Biraz olumsuz bir bakış açısı ama benim için gerçek bu.
Bunu söylemenin daha kısa bir yolu: Pooh, eğer gerçek bir yazarsan, başka seçeneğin yok. Yeteneğinle yüzleşmelisin ya da ölmelisin.
HİÇBİR ŞEY
Amazon Do The Work'te 512 inceleme var, bunlardan 332'si beş yıldızlı incelemeler ve 29'u bir yıldızlı incelemeler. Herkes mesajınızı almadığında nakliye korkusuyla nasıl savaşırsınız? Olumsuz bir inceleme almaktansa bir tüy yumağı öksürmeyi tercih ederim.
BASIN ALANI
Profesyonel bir yazar (veya oyuncu, yönetmen veya atlet) yorumları okumaz. Kimsenin benim hakkımda ne düşündüğü umurumda değil. Hemingway'in kendisi bir keresinde yorumları okuyamayacağınızı çünkü "size harika olduğunuzu söylediklerinde onlara inanıyorsanız, serseri olduğunuzu söylediklerinde onlara inanmak zorundasınız" demişti.

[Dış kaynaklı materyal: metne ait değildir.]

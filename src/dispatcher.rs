//! The event dispatcher: a listener registry keyed by event name, plus
//! typed waiters built on top of `once` registration.

use std::panic::{catch_unwind, AssertUnwindSafe};
use std::sync::atomic::{AtomicU64, Ordering};
use std::sync::Arc;
use std::time::Duration;

use dashmap::DashMap;
use tokio::sync::oneshot;
use tracing::{error, trace};

use crate::envelope::Envelope;

/// The catch-all event name fired for every received frame, before the
/// typed event for the same frame.
pub const CATCH_ALL: &str = "message";

pub type Handler = Arc<dyn Fn(&Envelope) + Send + Sync>;
pub type ListenerId = u64;

#[derive(Clone)]
struct ListenerEntry {
    id: ListenerId,
    handler: Handler,
    once: bool,
}

/// Listener registry plus waiter helpers. Cheaply cloneable: all state is
/// behind a [`DashMap`], so handles can be shared across the reader task,
/// the protocol state machine, and caller code.
#[derive(Clone, Default)]
pub struct Dispatcher {
    listeners: Arc<DashMap<String, Vec<ListenerEntry>>>,
    next_id: Arc<AtomicU64>,
}

impl Dispatcher {
    pub fn new() -> Self {
        Self::default()
    }

    fn register(&self, name: &str, handler: Handler, once: bool) -> ListenerId {
        let id = self.next_id.fetch_add(1, Ordering::SeqCst);
        self.listeners
            .entry(name.to_string())
            .or_default()
            .push(ListenerEntry { id, handler, once });
        id
    }

    /// Register a persistent handler for `name`.
    pub fn on(&self, name: &str, handler: impl Fn(&Envelope) + Send + Sync + 'static) -> ListenerId {
        self.register(name, Arc::new(handler), false)
    }

    /// Register a handler that fires at most once, removed after delivery.
    pub fn once(&self, name: &str, handler: impl Fn(&Envelope) + Send + Sync + 'static) -> ListenerId {
        self.register(name, Arc::new(handler), true)
    }

    pub fn remove(&self, name: &str, id: ListenerId) {
        if let Some(mut entries) = self.listeners.get_mut(name) {
            entries.retain(|e| e.id != id);
        }
    }

    pub fn remove_all(&self, name: &str) {
        self.listeners.remove(name);
    }

    /// Invoke every handler registered for `name`, in registration order.
    /// A handler panic is caught and logged; it never stops subsequent
    /// handlers for the same event.
    pub fn emit(&self, name: &str, envelope: &Envelope) {
        let snapshot = match self.listeners.get(name) {
            Some(entries) => entries.clone(),
            None => return,
        };

        let mut fired_once = Vec::new();
        for entry in &snapshot {
            let handler = entry.handler.clone();
            let result = catch_unwind(AssertUnwindSafe(|| handler(envelope)));
            if let Err(panic) = result {
                let message = panic
                    .downcast_ref::<&str>()
                    .map(|s| s.to_string())
                    .or_else(|| panic.downcast_ref::<String>().cloned())
                    .unwrap_or_else(|| "handler panicked".to_string());
                error!(event = name, %message, "handler error");
            }
            if entry.once {
                fired_once.push(entry.id);
            }
        }

        if !fired_once.is_empty() {
            if let Some(mut entries) = self.listeners.get_mut(name) {
                entries.retain(|e| !fired_once.contains(&e.id));
            }
        }
    }

    /// Fire the catch-all `message` event, then the typed event named by
    /// the envelope's `msg_type`, and finally (for `BUS`/`SHARED_BUS`
    /// payloads) the nested event named by `BusMessage.msg_type`.
    pub fn dispatch_envelope(&self, envelope: &Envelope) {
        trace!(msg_type = %envelope.msg_type, "dispatching envelope");
        self.emit(CATCH_ALL, envelope);
        self.emit(&envelope.msg_type.to_string(), envelope);
        if let Some(nested) = envelope.payload.nested_msg_type() {
            self.emit(nested, envelope);
        }
    }

    /// Block up to `timeout` for the next envelope delivered under `name`.
    pub async fn wait_for_envelope(&self, name: &str, timeout: Duration) -> Option<Envelope> {
        let (tx, rx) = oneshot::channel();
        let tx = std::sync::Mutex::new(Some(tx));
        let id = self.once(name, move |envelope| {
            if let Some(tx) = tx.lock().unwrap().take() {
                let _ = tx.send(envelope.clone());
            }
        });

        match tokio::time::timeout(timeout, rx).await {
            Ok(Ok(envelope)) => Some(envelope),
            _ => {
                self.remove(name, id);
                None
            }
        }
    }

    /// Like [`wait_for_envelope`](Self::wait_for_envelope), but only
    /// resolves when the envelope's nested payload carries
    /// `payload_type` as its own `msg_type`; otherwise it re-arms for the
    /// same event.
    pub async fn wait_for_nested(
        &self,
        name: &str,
        payload_type: &str,
        timeout: Duration,
    ) -> Option<Envelope> {
        let (tx, rx) = oneshot::channel();
        let tx = Arc::new(std::sync::Mutex::new(Some(tx)));
        let current_id = Arc::new(AtomicU64::new(0));

        Self::arm_nested_waiter(
            self.clone(),
            name.to_string(),
            payload_type.to_string(),
            tx,
            current_id.clone(),
        );

        match tokio::time::timeout(timeout, rx).await {
            Ok(Ok(envelope)) => Some(envelope),
            _ => {
                self.remove(name, current_id.load(Ordering::SeqCst));
                None
            }
        }
    }

    /// Registers a `once` listener on `name` that re-arms itself on the same
    /// dispatcher handle until the nested payload type matches. `current_id`
    /// tracks whichever listener is presently armed, so a timed-out waiter
    /// only removes its own listener, not every handler registered on `name`.
    fn arm_nested_waiter(
        dispatcher: Dispatcher,
        name: String,
        payload_type: String,
        tx: Arc<std::sync::Mutex<Option<oneshot::Sender<Envelope>>>>,
        current_id: Arc<AtomicU64>,
    ) {
        let inner = dispatcher.clone();
        let id = dispatcher.once(&name.clone(), move |envelope| {
            if envelope.payload.nested_msg_type() == Some(payload_type.as_str()) {
                if let Some(tx) = tx.lock().unwrap().take() {
                    let _ = tx.send(envelope.clone());
                }
            } else {
                Dispatcher::arm_nested_waiter(
                    inner.clone(),
                    name.clone(),
                    payload_type.clone(),
                    tx.clone(),
                    current_id.clone(),
                );
            }
        });
        current_id.store(id, Ordering::SeqCst);
    }
}

#[cfg(test)]
mod tests {
    use super::*;
    use crate::envelope::{BusMessage, Envelope};
    use std::sync::atomic::AtomicUsize;

    #[test]
    fn listeners_fire_in_registration_order() {
        let dispatcher = Dispatcher::new();
        let order = Arc::new(std::sync::Mutex::new(Vec::new()));

        let o1 = order.clone();
        dispatcher.on("BUS", move |_| o1.lock().unwrap().push(1));
        let o2 = order.clone();
        dispatcher.on("BUS", move |_| o2.lock().unwrap().push(2));

        let envelope = Envelope::from_bus(BusMessage::new("speak"));
        dispatcher.emit("BUS", &envelope);

        assert_eq!(*order.lock().unwrap(), vec![1, 2]);
    }

    #[test]
    fn once_listener_fires_exactly_once() {
        let dispatcher = Dispatcher::new();
        let count = Arc::new(AtomicUsize::new(0));
        let c = count.clone();
        dispatcher.once("PING", move |_| {
            c.fetch_add(1, Ordering::SeqCst);
        });

        let envelope = Envelope::new(crate::envelope::HiveMessageType::Ping, crate::envelope::Payload::Json(serde_json::Value::Null));
        dispatcher.emit("PING", &envelope);
        dispatcher.emit("PING", &envelope);

        assert_eq!(count.load(Ordering::SeqCst), 1);
    }

    #[test]
    fn panicking_handler_does_not_block_others() {
        let dispatcher = Dispatcher::new();
        let ran = Arc::new(AtomicUsize::new(0));

        dispatcher.on("BUS", |_| panic!("boom"));
        let r = ran.clone();
        dispatcher.on("BUS", move |_| {
            r.fetch_add(1, Ordering::SeqCst);
        });

        let envelope = Envelope::from_bus(BusMessage::new("speak"));
        dispatcher.emit("BUS", &envelope);

        assert_eq!(ran.load(Ordering::SeqCst), 1);
    }

    #[tokio::test]
    async fn wait_for_envelope_resolves_on_delivery() {
        let dispatcher = Dispatcher::new();
        let d = dispatcher.clone();
        tokio::spawn(async move {
            tokio::time::sleep(Duration::from_millis(10)).await;
            d.emit("HELLO", &Envelope::new(crate::envelope::HiveMessageType::Hello, crate::envelope::Payload::Json(serde_json::Value::Null)));
        });

        let result = dispatcher.wait_for_envelope("HELLO", Duration::from_secs(1)).await;
        assert!(result.is_some());
    }

    #[tokio::test]
    async fn wait_for_envelope_times_out() {
        let dispatcher = Dispatcher::new();
        let result = dispatcher
            .wait_for_envelope("NEVER", Duration::from_millis(20))
            .await;
        assert!(result.is_none());
    }
}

Daha da önemlisi: Tek yıldızlı incelemeler yapanlar KESİNLİKLE başarısız yazarların veya sanatçıların kendileridir. Kendi işlerini YAPMADIKLARI için, saf kıskançlık ve hasetle bu alçakgönüllü eleştiriyi yapıyorlar. Bunu nasıl bilebilirim? Çünkü “İşi Yap” dünyanın en iyi kitabı olmayabilir ama kesinlikle “tek yıldızlı” bir kitap değil. Söylediğimi bağışlarsan, Pooh, biri bir yıldızlı bir inceleme yayınladığında, yazara “F*%k sen” diyorlar. Neden biri böyle bir şey yapsın ki? Sadece kıskançlıktan ve (bilinçsiz) kendinden nefret etmekten. Kitabı gerçekten objektif olarak derecelendirselerdi, ona üç veya iki yıldız verebilirlerdi, ama bir değil.
Umarım yardımcı olur. Bayan Pamela'ya en iyi dileklerimle.
Yazmaya devam et, Pooh!
Steve
Şimdi Git İşini Yap
Steven Pressfield bir savaşçıdır. Do The Work adlı kitabında, Bay Steve bize savaşmak ve kendi ejderhalarımızı öldürmek için ihtiyaç duyduğumuz silahları veriyor. Oluşturun, Bitirin ve Gönderin.
Bay Steve'e daha yakın yaşasaydım ona bir fare getirirdim.
Bay Pressfield'ın yorumları okumadığını biliyorum. Ama lütfen size söylememe izin verin sevgili dostlarım. Bu kitaba beş fare puanı veriyorum. Başladığınız işi bitirmek istiyorsanız, İşi Yap'ı okuyun ve ardından işi yapın.
UYGULAMA
Bugün pratik yapmak için lütfen bitirmekte zorlandığınız bir proje üzerine yazmaya devam edin. Yapabilseydim, gelir ve direnişle savaşmanıza yardım ederdim. Ancak bu, kendi başınıza savaşmanız gereken bir savaş. Seni neşelendireceğim! Bunu yapabilirsin! Üzerinde çalışmaya devam et, pes etme!
On beş dakika yazıp hikayenizi burada yorumlar bölümünde paylaşın.
Lütfen kibar olun ve başka birinin hikayesini okuyun ve yorum yapın. İşi yapmak için birbirimizi teşvik edelim.